▶ [To do]:
Reproduce the data below line by line, from its first line to the line with "use super::*;", both included, and nothing past that point.

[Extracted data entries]
#![forbid(unsafe_code)]

//! Error types for the change-notification protocol.

use std::error::Error as StdError;

use thiserror::Error;

pub type Result<T> = std::result::Result<T, ProtocolError>;

/// Failure raised by an observer callback.
///
/// Observers return this from `will_change`/`did_change`; the notifier
/// stops the delivery pass and hands it back to whoever drove the cycle.
#[derive(Debug, Error)]
#[error("observer failed: {message}")]
pub struct ObserverError {
    message: String,
    #[source]
    source: Option<Box<dyn StdError + 'static>>,
}

impl ObserverError {
    #[must_use]
    pub fn new(message: impl Into<String>) -> Self {
        Self {
            message: message.into(),
            source: None,
        }
    }

    /// Wrap an underlying error, keeping it reachable through `source()`.
    #[must_use]
    pub fn with_source(message: impl Into<String>, source: impl StdError + 'static) -> Self {
        Self {
            message: message.into(),
            source: Some(Box::new(source)),
        }
    }

    #[must_use]
    pub fn message(&self) -> &str {
        &self.message
    }
}

#[derive(Debug, Error)]
pub enum ProtocolError {
    #[error(transparent)]
    Observer(#[from] ObserverError),

    /// `begin` while a cycle is already pending on the same collection.
    #[error("begin called while a change cycle is already pending (cycle {cycle})")]
    NestedBegin { cycle: u64 },

    /// `end` while no cycle is pending.
    #[error("end called without a matching begin")]
    EndWithoutBegin,
}

impl ProtocolError {
    /// Whether this error reports caller misuse rather than an observer failure.
    #[must_use]
    pub fn is_misuse(&self) -> bool {
        matches!(self, Self::NestedBegin { .. } | Self::EndWithoutBegin)
    }
}
#[cfg(test)]
mod tests {
    use super::*;
    use crate::error::ObserverError;
    use crate::property::{PropertyKey, PropertyTable};
    use std::cell::RefCell;

    #[derive(Debug)]
    struct Subject;

    type Log = Rc<RefCell<Vec<(&'static str, MutationDescriptor<&'static str>)>>>;

    struct Recorder {
        log: Log,
    }

    impl EnumerableObserver<Subject, &'static str> for Recorder {
        fn will_change(
            &self,
            _collection: &Subject,
            descriptor: &MutationDescriptor<&'static str>,
        ) -> std::result::Result<(), ObserverError> {
            self.log.borrow_mut().push(("will", descriptor.clone()));
            Ok(())
        }

        fn did_change(
            &self,
            _collection: &Subject,
            descriptor: &MutationDescriptor<&'static str>,
        ) -> std::result::Result<(), ObserverError> {
            self.log.borrow_mut().push(("did", descriptor.clone()));
            Ok(())
        }
    }

    fn setup() -> (ChangeNotifier<Subject, &'static str>, PropertyTable, Rc<Recorder>, Log) {
        let table = PropertyTable::new();
        let notifier = ChangeNotifier::new().with_invalidator(Rc::new(table.clone()));
        let log: Log = Rc::new(RefCell::new(Vec::new()));
        let recorder = Rc::new(Recorder {
            log: Rc::clone(&log),
        });
        notifier.add_observer(&recorder);
        (notifier, table, recorder, log)
    }

    #[test]
    fn no_arg_cycle_notifies_and_invalidates_length() {
        let (notifier, table, _rec, log) = setup();
        notifier.begin(&Subject, ()).unwrap();
        assert!(notifier.is_pending());
        assert_eq!(table.invalidation_count(PropertyKey::Length), 0);

        notifier.end(&Subject, ()).unwrap();
        assert_eq!(notifier.state(), SessionState::Idle);
        assert_eq!(
            *log.borrow(),
            vec![
                ("will", MutationDescriptor::Unspecified),
                ("did", MutationDescriptor::Unspecified)
            ]
        );
        assert_eq!(table.invalidation_count(PropertyKey::Length), 1);
        assert_eq!(table.invalidation_count(PropertyKey::Contents), 1);
    }

    #[test]
    fn end_descriptor_is_authoritative() {
        let (notifier, table, _rec, log) = setup();
        notifier.begin(&Subject, ()).unwrap();
        notifier
            .end(&Subject, MutationDescriptor::items(["bar"], ["foo"]))
            .unwrap();
        assert_eq!(log.borrow()[1].1, MutationDescriptor::items(["bar"], ["foo"]));
        assert_eq!(table.invalidation_count(PropertyKey::Length), 0);
        assert_eq!(table.invalidation_count(PropertyKey::Contents), 1);
    }

    #[test]
    fn nested_begin_is_noop_under_warn() {
        let (notifier, _table, _rec, log) = setup();
        notifier.begin(&Subject, ()).unwrap();
        notifier.begin(&Subject, ()).unwrap();
        assert_eq!(log.borrow().len(), 1);
        assert_eq!(notifier.stats().misuse_count, 1);
        notifier.end(&Subject, ()).unwrap();
        assert_eq!(log.borrow().len(), 2);
    }

    #[test]
    fn end_without_begin_is_noop_under_warn() {
        let (notifier, table, _rec, log) = setup();
        notifier.end(&Subject, ()).unwrap();
        assert!(log.borrow().is_empty());
        assert_eq!(table.invalidation_count(PropertyKey::Contents), 0);
        assert_eq!(notifier.stats().misuse_count, 1);
    }

    #[test]
    fn reject_policy_surfaces_misuse() {
        let notifier: ChangeNotifier<Subject, ()> = ChangeNotifier::new()
            .with_config(NotifierConfig::new().with_misuse(MisusePolicy::Reject));
        let err = notifier.end(&Subject, ()).unwrap_err();
        assert!(matches!(err, ProtocolError::EndWithoutBegin));

        notifier.begin(&Subject, ()).unwrap();
        let err = notifier.begin(&Subject, ()).unwrap_err();
        assert!(matches!(err, ProtocolError::NestedBegin { cycle: 1 }));
        assert!(notifier.is_pending());
    }

    #[test]
    #[cfg(debug_assertions)]
    #[should_panic(expected = "change protocol misuse")]
    fn debug_assert_policy_panics_in_debug() {
        let notifier: ChangeNotifier<Subject, ()> = ChangeNotifier::new()
            .with_config(NotifierConfig::new().with_misuse(MisusePolicy::DebugAssert));
        let _ = notifier.end(&Subject, ());
    }

    #[test]
    fn guard_finish_completes_cycle() {
        let (notifier, table, _rec, log) = setup();
        let cycle = notifier.cycle(&Subject, (1usize, 2usize)).unwrap();
        assert!(cycle.is_active());
        assert_eq!(cycle.id(), Some(1));
        cycle.finish((1usize, 2usize)).unwrap();
        assert!(!notifier.is_pending());
        assert_eq!(log.borrow().len(), 2);
        assert_eq!(table.invalidation_count(PropertyKey::Length), 1);
        assert_eq!(notifier.stats().cycles_completed, 1);
    }

    #[test]
    fn dropped_guard_releases_session() {
        let (notifier, table, _rec, log) = setup();
        {
            let _cycle = notifier
                .cycle(&Subject, MutationDescriptor::items(["a"], ["b"]))
                .unwrap();
        }
        assert!(!notifier.is_pending());
        assert_eq!(log.borrow()[1], ("did", MutationDescriptor::Unspecified));
        assert_eq!(table.invalidation_count(PropertyKey::Length), 1);
        assert_eq!(notifier.stats().cycles_abandoned, 1);

        // The session is usable again.
        notifier.begin(&Subject, ()).unwrap();
        notifier.end(&Subject, ()).unwrap();
        assert_eq!(log.borrow().len(), 4);
    }

    #[test]
    fn guard_dropped_while_unwinding_skips_callbacks() {
        let (notifier, table, _rec, log) = setup();
        let unwound = std::panic::catch_unwind(std::panic::AssertUnwindSafe(|| {
            let _cycle = notifier.cycle(&Subject, ()).unwrap();
            panic!("mutation failed");
        }));
        assert!(unwound.is_err());

        assert!(!notifier.is_pending());
        assert_eq!(notifier.stats().cycles_abandoned, 1);
        // Only the will_change from before the panic.
        assert_eq!(log.borrow().len(), 1);
        assert_eq!(table.invalidation_count(PropertyKey::Length), 0);
        assert_eq!(table.invalidation_count(PropertyKey::Contents), 0);
    }

    #[test]
    fn nested_guard_is_inert() {
        let (notifier, _table, _rec, log) = setup();
        let outer = notifier.cycle(&Subject, ()).unwrap();
        let inner = notifier.cycle(&Subject, ()).unwrap();
        assert_eq!(inner.id(), None);
        inner.finish(()).unwrap();
        assert!(notifier.is_pending());
        outer.finish(()).unwrap();
        assert_eq!(log.borrow().len(), 2);
    }

    #[test]
    fn announce_from_idle_runs_full_pair() {
        let (notifier, _table, _rec, log) = setup();
        notifier.announce(&Subject, ()).unwrap();
        let kinds: Vec<_> = log.borrow().iter().map(|(k, _)| *k).collect();
        assert_eq!(kinds, vec!["will", "did"]);
        assert!(!notifier.is_pending());
    }

    #[test]
    fn announce_while_pending_does_not_refire_will() {
        let (notifier, _table, _rec, log) = setup();
        notifier.begin(&Subject, ()).unwrap();
        notifier.announce(&Subject, ()).unwrap();
        let kinds: Vec<_> = log.borrow().iter().map(|(k, _)| *k).collect();
        assert_eq!(kinds, vec!["will", "did"]);
        assert_eq!(notifier.stats().misuse_count, 0);
    }

    #[test]
    fn will_change_failure_aborts_cycle() {
        let table = PropertyTable::new();
        let notifier: ChangeNotifier<Subject, ()> =
            ChangeNotifier::new().with_invalidator(Rc::new(table.clone()));
        let failing = Rc::new(crate::registry::observer_fn(
            |_: &Subject, _: &MutationDescriptor<()>| Err(ObserverError::new("veto")),
            |_: &Subject, _: &MutationDescriptor<()>| Ok(()),
        ));
        notifier.add_observer(&failing);

        let err = notifier.begin(&Subject, ()).unwrap_err();
        assert!(!err.is_misuse());
        assert!(!notifier.is_pending());
        assert_eq!(table.invalidation_count(PropertyKey::Contents), 0);
    }

    #[test]
    fn did_change_failure_still_invalidates() {
        let table = PropertyTable::new();
        let notifier: ChangeNotifier<Subject, ()> =
            ChangeNotifier::new().with_invalidator(Rc::new(table.clone()));
        let failing = Rc::new(crate::registry::observer_fn(
            |_: &Subject, _: &MutationDescriptor<()>| Ok(()),
            |_: &Subject, _: &MutationDescriptor<()>| Err(ObserverError::new("boom")),
        ));
        notifier.add_observer(&failing);

        notifier.begin(&Subject, ()).unwrap();
        let err = notifier.end(&Subject, ()).unwrap_err();
        assert_eq!(err.to_string(), "observer failed: boom");
        assert!(!notifier.is_pending());
        assert_eq!(table.invalidation_count(PropertyKey::Length), 1);
        assert_eq!(table.invalidation_count(PropertyKey::Contents), 1);
    }

    #[test]
    fn removed_while_pending_gets_no_did_change() {
        let (notifier, _table, rec, log) = setup();
        notifier.begin(&Subject, ()).unwrap();
        assert!(notifier.remove_observer(&rec));
        notifier.end(&Subject, ()).unwrap();
        assert_eq!(log.borrow().len(), 1);
    }

    #[test]
    fn empty_registry_cycle_without_invalidator() {
        let notifier: ChangeNotifier<Subject, u32> = ChangeNotifier::new();
        assert!(!notifier.has_observers());
        notifier.begin(&Subject, (vec![1], vec![2, 3])).unwrap();
        notifier.end(&Subject, (vec![1], vec![2, 3])).unwrap();
        assert_eq!(notifier.state(), SessionState::Idle);
        let dbg = format!("{notifier:?}");
        assert!(dbg.contains("Idle"));
    }
}
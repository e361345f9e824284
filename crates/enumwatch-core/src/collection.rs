#![forbid(unsafe_code)]

//! The `ObservableCollection` capability.
//!
//! A container becomes observable by reporting its length, exposing its
//! members by index, and handing out its embedded [`ChangeNotifier`]. The
//! provided methods are the protocol surface container authors call.

use std::rc::Rc;

use crate::descriptor::MutationDescriptor;
use crate::error::Result;
use crate::protocol::ChangeNotifier;
use crate::registry::EnumerableObserver;

pub trait ObservableCollection {
    type Item;

    fn len(&self) -> usize;

    /// Member at `index`, or `None` past the end.
    fn object_at(&self, index: usize) -> Option<Self::Item>;

    /// The collection's own notifier, created with the collection.
    fn notifier(&self) -> &ChangeNotifier<Self, Self::Item>;

    fn is_empty(&self) -> bool {
        self.len() == 0
    }

    /// Iterate members in index order.
    fn objects(&self) -> Objects<'_, Self>
    where
        Self: Sized,
    {
        Objects {
            collection: self,
            index: 0,
        }
    }

    fn to_vec(&self) -> Vec<Self::Item>
    where
        Self: Sized,
    {
        self.objects().collect()
    }

    fn enumerable_content_will_change(
        &self,
        descriptor: impl Into<MutationDescriptor<Self::Item>>,
    ) -> Result<()> {
        self.notifier().begin(self, descriptor)
    }

    fn enumerable_content_did_change(
        &self,
        descriptor: impl Into<MutationDescriptor<Self::Item>>,
    ) -> Result<()> {
        self.notifier().end(self, descriptor)
    }

    fn add_enumerable_observer<O>(&self, observer: &Rc<O>) -> bool
    where
        O: EnumerableObserver<Self, Self::Item> + 'static,
    {
        self.notifier().add_observer(observer)
    }

    fn remove_enumerable_observer<O: ?Sized>(&self, observer: &Rc<O>) -> bool {
        self.notifier().remove_observer(observer)
    }

    fn has_enumerable_observers(&self) -> bool {
        self.notifier().has_observers()
    }
}

/// Iterator returned by [`ObservableCollection::objects`].
///
/// Reads through `object_at`, so it reflects mutations made while iterating.
#[derive(Debug)]
pub struct Objects<'a, C> {
    collection: &'a C,
    index: usize,
}

impl<C: ObservableCollection> Iterator for Objects<'_, C> {
    type Item = C::Item;

    fn next(&mut self) -> Option<Self::Item> {
        let item = self.collection.object_at(self.index)?;
        self.index += 1;
        Some(item)
    }
}
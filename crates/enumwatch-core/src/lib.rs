#![forbid(unsafe_code)]

//! Mutation-notification protocol for observable collections.
//!
//! Any container can announce "about to mutate" and "just mutated"; every
//! registered observer hears about it exactly once per cycle, with a
//! normalized [`MutationDescriptor`], and the collection's derived `length`
//! and `[]` properties are invalidated only when the change could have
//! affected them.
//!
//! - [`MutationDescriptor`]: what changed (nothing specified, item lists, or
//!   count pairs).
//! - [`ChangeSession`]: the per-collection `Idle`/`Pending` state machine.
//! - [`ObserverRegistry`]: weakly held [`EnumerableObserver`]s.
//! - [`PropertyBridge`]: invalidation signals after each completed cycle.
//! - [`ChangeNotifier`]: the begin/end entry points tying it together, with
//!   the scoped [`ChangeCycle`] guard.
//! - [`ObservableCollection`]: the capability containers implement;
//!   [`ObservableVec`] and [`ObservableSet`] are ready-made ones.
//!
//! # Example
//!
//! ```
//! use std::rc::Rc;
//! use enumwatch_core::{
//!     ObservableCollection, ObservableVec, PropertyKey, PropertyTable,
//! };
//!
//! let props = PropertyTable::new();
//! let list = ObservableVec::from_vec(vec!["bar"]).with_invalidator(Rc::new(props.clone()));
//!
//! // Same-length replace: `[]` changes, `length` does not.
//! list.replace(0, 1, vec!["foo"]).unwrap();
//! assert_eq!(props.invalidation_count(PropertyKey::Length), 0);
//! assert_eq!(props.invalidation_count(PropertyKey::Contents), 1);
//!
//! list.push("baz").unwrap();
//! assert_eq!(props.invalidation_count(PropertyKey::Length), 1);
//! assert_eq!(list.len(), 2);
//! ```
//!
//! # Threading
//!
//! Everything here is single-threaded (`Rc`/`RefCell`/`Cell`). Callbacks run
//! synchronously on the caller's stack.

pub mod bridge;
pub mod collection;
pub mod config;
pub mod containers;
pub mod descriptor;
pub mod error;
pub mod property;
pub mod protocol;
pub mod registry;
pub mod session;

pub use bridge::{Invalidation, PropertyBridge};
pub use collection::{ObservableCollection, Objects};
pub use config::{MisusePolicy, NotifierConfig};
pub use containers::{ObservableSet, ObservableVec};
pub use descriptor::{DescriptorShape, MutationDescriptor};
pub use error::{ObserverError, ProtocolError, Result};
pub use property::{CachedProperty, PropertyInvalidator, PropertyKey, PropertySubscription, PropertyTable};
pub use protocol::{ChangeCycle, ChangeNotifier, NotifierStats};
pub use registry::{EnumerableObserver, FnObserver, ObserverRegistry, observer_fn};
pub use session::{ChangeSession, SessionState};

▶ [Answer box]:
#![forbid(unsafe_code)]

//! Error types for the change-notification protocol.

use std::error::Error as StdError;

use thiserror::Error;

pub type Result<T> = std::result::Result<T, ProtocolError>;

/// Failure raised by an observer callback.
///
/// Observers return this from `will_change`/`did_change`; the notifier
/// stops the delivery pass and hands it back to whoever drove the cycle.
#[derive(Debug, Error)]
#[error("observer failed: {message}")]
pub struct ObserverError {
    message: String,
    #[source]
    source: Option<Box<dyn StdError + 'static>>,
}

impl ObserverError {
    #[must_use]
    pub fn new(message: impl Into<String>) -> Self {
        Self {
            message: message.into(),
            source: None,
        }
    }

    /// Wrap an underlying error, keeping it reachable through `source()`.
    #[must_use]
    pub fn with_source(message: impl Into<String>, source: impl StdError + 'static) -> Self {
        Self {
            message: message.into(),
            source: Some(Box::new(source)),
        }
    }

    #[must_use]
    pub fn message(&self) -> &str {
        &self.message
    }
}

#[derive(Debug, Error)]
pub enum ProtocolError {
    #[error(transparent)]
    Observer(#[from] ObserverError),

    /// `begin` while a cycle is already pending on the same collection.
    #[error("begin called while a change cycle is already pending (cycle {cycle})")]
    NestedBegin { cycle: u64 },

    /// `end` while no cycle is pending.
    #[error("end called without a matching begin")]
    EndWithoutBegin,
}

impl ProtocolError {
    /// Whether this error reports caller misuse rather than an observer failure.
    #[must_use]
    pub fn is_misuse(&self) -> bool {
        matches!(self, Self::NestedBegin { .. } | Self::EndWithoutBegin)
    }
}
#[cfg(test)]
mod tests {
    use super::*;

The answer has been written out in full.